══ Task input
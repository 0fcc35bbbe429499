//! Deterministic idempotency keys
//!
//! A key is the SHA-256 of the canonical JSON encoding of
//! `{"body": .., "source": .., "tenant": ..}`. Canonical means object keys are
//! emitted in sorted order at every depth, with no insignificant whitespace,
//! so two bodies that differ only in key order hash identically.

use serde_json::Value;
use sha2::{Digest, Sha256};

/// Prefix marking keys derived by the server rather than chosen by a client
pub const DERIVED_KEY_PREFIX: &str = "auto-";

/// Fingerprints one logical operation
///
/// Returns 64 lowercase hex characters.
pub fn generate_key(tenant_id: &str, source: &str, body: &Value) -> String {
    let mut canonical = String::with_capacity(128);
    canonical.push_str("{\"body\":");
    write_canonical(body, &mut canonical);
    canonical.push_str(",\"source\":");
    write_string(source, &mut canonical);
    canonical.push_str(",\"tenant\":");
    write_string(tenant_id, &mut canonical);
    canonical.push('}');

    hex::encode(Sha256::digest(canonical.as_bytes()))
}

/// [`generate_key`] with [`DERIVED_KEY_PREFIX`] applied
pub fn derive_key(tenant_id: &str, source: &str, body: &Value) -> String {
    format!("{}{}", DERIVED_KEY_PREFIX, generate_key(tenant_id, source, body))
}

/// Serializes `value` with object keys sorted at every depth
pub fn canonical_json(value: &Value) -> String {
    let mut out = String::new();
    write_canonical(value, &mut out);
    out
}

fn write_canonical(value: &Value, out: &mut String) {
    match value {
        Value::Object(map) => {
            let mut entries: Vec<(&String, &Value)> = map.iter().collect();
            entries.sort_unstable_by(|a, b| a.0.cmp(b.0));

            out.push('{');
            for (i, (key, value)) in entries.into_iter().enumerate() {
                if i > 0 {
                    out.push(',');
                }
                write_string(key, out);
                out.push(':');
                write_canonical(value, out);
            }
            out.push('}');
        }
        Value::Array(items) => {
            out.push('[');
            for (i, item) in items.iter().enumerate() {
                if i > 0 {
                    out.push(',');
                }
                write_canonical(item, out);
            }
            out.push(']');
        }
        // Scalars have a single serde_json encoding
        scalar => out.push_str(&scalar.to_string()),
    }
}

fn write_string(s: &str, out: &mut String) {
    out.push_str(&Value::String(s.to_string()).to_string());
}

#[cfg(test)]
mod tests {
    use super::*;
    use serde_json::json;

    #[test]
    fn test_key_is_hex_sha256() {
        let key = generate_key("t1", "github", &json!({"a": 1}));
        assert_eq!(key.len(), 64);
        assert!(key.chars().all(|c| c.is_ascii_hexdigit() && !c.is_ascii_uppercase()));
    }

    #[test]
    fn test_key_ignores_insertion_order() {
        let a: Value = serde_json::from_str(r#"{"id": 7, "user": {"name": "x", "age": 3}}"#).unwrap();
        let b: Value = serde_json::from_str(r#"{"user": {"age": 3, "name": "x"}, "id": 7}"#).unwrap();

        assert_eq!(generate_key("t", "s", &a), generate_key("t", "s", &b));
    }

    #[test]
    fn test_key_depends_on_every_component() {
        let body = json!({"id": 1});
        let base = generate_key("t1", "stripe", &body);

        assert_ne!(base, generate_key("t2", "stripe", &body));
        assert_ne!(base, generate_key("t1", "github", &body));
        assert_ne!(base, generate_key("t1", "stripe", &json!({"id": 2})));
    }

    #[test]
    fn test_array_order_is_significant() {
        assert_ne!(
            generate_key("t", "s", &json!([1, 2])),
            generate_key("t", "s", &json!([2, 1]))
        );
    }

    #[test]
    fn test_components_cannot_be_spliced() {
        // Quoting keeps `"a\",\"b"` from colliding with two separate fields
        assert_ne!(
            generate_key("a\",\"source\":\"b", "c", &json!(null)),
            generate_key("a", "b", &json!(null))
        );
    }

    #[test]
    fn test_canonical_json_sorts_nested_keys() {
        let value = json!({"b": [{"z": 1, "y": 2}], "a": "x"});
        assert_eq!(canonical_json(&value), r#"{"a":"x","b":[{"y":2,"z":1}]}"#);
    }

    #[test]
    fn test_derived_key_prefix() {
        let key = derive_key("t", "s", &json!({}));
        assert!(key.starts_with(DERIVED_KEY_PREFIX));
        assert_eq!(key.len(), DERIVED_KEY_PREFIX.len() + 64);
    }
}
════
• **Task description**: Retype each of the preceding records exactly as printed.

• **Expected output**:
repository 0fcc35bbbe429499
//! Deterministic idempotency keys
//!
//! A key is the SHA-256 of the canonical JSON encoding of
//! `{"body": .., "source": .., "tenant": ..}`. Canonical means object keys are
//! emitted in sorted order at every depth, with no insignificant whitespace,
//! so two bodies that differ only in key order hash identically.

use serde_json::Value;
use sha2::{Digest, Sha256};

/// Prefix marking keys derived by the server rather than chosen by a client
pub const DERIVED_KEY_PREFIX: &str = "auto-";

/// Fingerprints one logical operation
///
/// Returns 64 lowercase hex characters.
pub fn generate_key(tenant_id: &str, source: &str, body: &Value) -> String {
    let mut canonical = String::with_capacity(128);
    canonical.push_str("{\"body\":");
    write_canonical(body, &mut canonical);
    canonical.push_str(",\"source\":");
    write_string(source, &mut canonical);
    canonical.push_str(",\"tenant\":");
    write_string(tenant_id, &mut canonical);
    canonical.push('}');

    hex::encode(Sha256::digest(canonical.as_bytes()))
}

/// [`generate_key`] with [`DERIVED_KEY_PREFIX`] applied
pub fn derive_key(tenant_id: &str, source: &str, body: &Value) -> String {
    format!("{}{}", DERIVED_KEY_PREFIX, generate_key(tenant_id, source, body))
}

/// Serializes `value` with object keys sorted at every depth
pub fn canonical_json(value: &Value) -> String {
    let mut out = String::new();
    write_canonical(value, &mut out);
    out
}

fn write_canonical(value: &Value, out: &mut String) {
    match value {
        Value::Object(map) => {
            let mut entries: Vec<(&String, &Value)> = map.iter().collect();
            entries.sort_unstable_by(|a, b| a.0.cmp(b.0));

            out.push('{');
            for (i, (key, value)) in entries.into_iter().enumerate() {
                if i > 0 {
                    out.push(',');
                }
                write_string(key, out);
                out.push(':');
                write_canonical(value, out);
            }
            out.push('}');
        }
        Value::Array(items) => {
            out.push('[');
            for (i, item) in items.iter().enumerate() {
                if i > 0 {
                    out.push(',');
                }
                write_canonical(item, out);
            }
            out.push(']');
        }
        // Scalars have a single serde_json encoding
        scalar => out.push_str(&scalar.to_string()),
    }
}

fn write_string(s: &str, out: &mut String) {
    out.push_str(&Value::String(s.to_string()).to_string());
}

#[cfg(test)]
mod tests {
    use super::*;
    use serde_json::json;

    #[test]
    fn test_key_is_hex_sha256() {
        let key = generate_key("t1", "github", &json!({"a": 1}));
        assert_eq!(key.len(), 64);
        assert!(key.chars().all(|c| c.is_ascii_hexdigit() && !c.is_ascii_uppercase()));
    }

    #[test]
    fn test_key_ignores_insertion_order() {
        let a: Value = serde_json::from_str(r#"{"id": 7, "user": {"name": "x", "age": 3}}"#).unwrap();
        let b: Value = serde_json::from_str(r#"{"user": {"age": 3, "name": "x"}, "id": 7}"#).unwrap();

        assert_eq!(generate_key("t", "s", &a), generate_key("t", "s", &b));
    }

    #[test]
    fn test_key_depends_on_every_component() {
        let body = json!({"id": 1});
        let base = generate_key("t1", "stripe", &body);

        assert_ne!(base, generate_key("t2", "stripe", &body));
        assert_ne!(base, generate_key("t1", "github", &body));
        assert_ne!(base, generate_key("t1", "stripe", &json!({"id": 2})));
    }

    #[test]
    fn test_array_order_is_significant() {
        assert_ne!(
            generate_key("t", "s", &json!([1, 2])),
            generate_key("t", "s", &json!([2, 1]))
        );
    }

    #[test]
    fn test_components_cannot_be_spliced() {
        // Quoting keeps `"a\",\"b"` from colliding with two separate fields
        assert_ne!(
            generate_key("a\",\"source\":\"b", "c", &json!(null)),
            generate_key("a", "b", &json!(null))
        );
    }

    #[test]
    fn test_canonical_json_sorts_nested_keys() {
        let value = json!({"b": [{"z": 1, "y": 2}], "a": "x"});
        assert_eq!(canonical_json(&value), r#"{"a":"x","b":[{"y":2,"z":1}]}"#);
    }

    #[test]
    fn test_derived_key_prefix() {
        let key = derive_key("t", "s", &json!({}));
        assert!(key.starts_with(DERIVED_KEY_PREFIX));
        assert_eq!(key.len(), DERIVED_KEY_PREFIX.len() + 64);
    }
}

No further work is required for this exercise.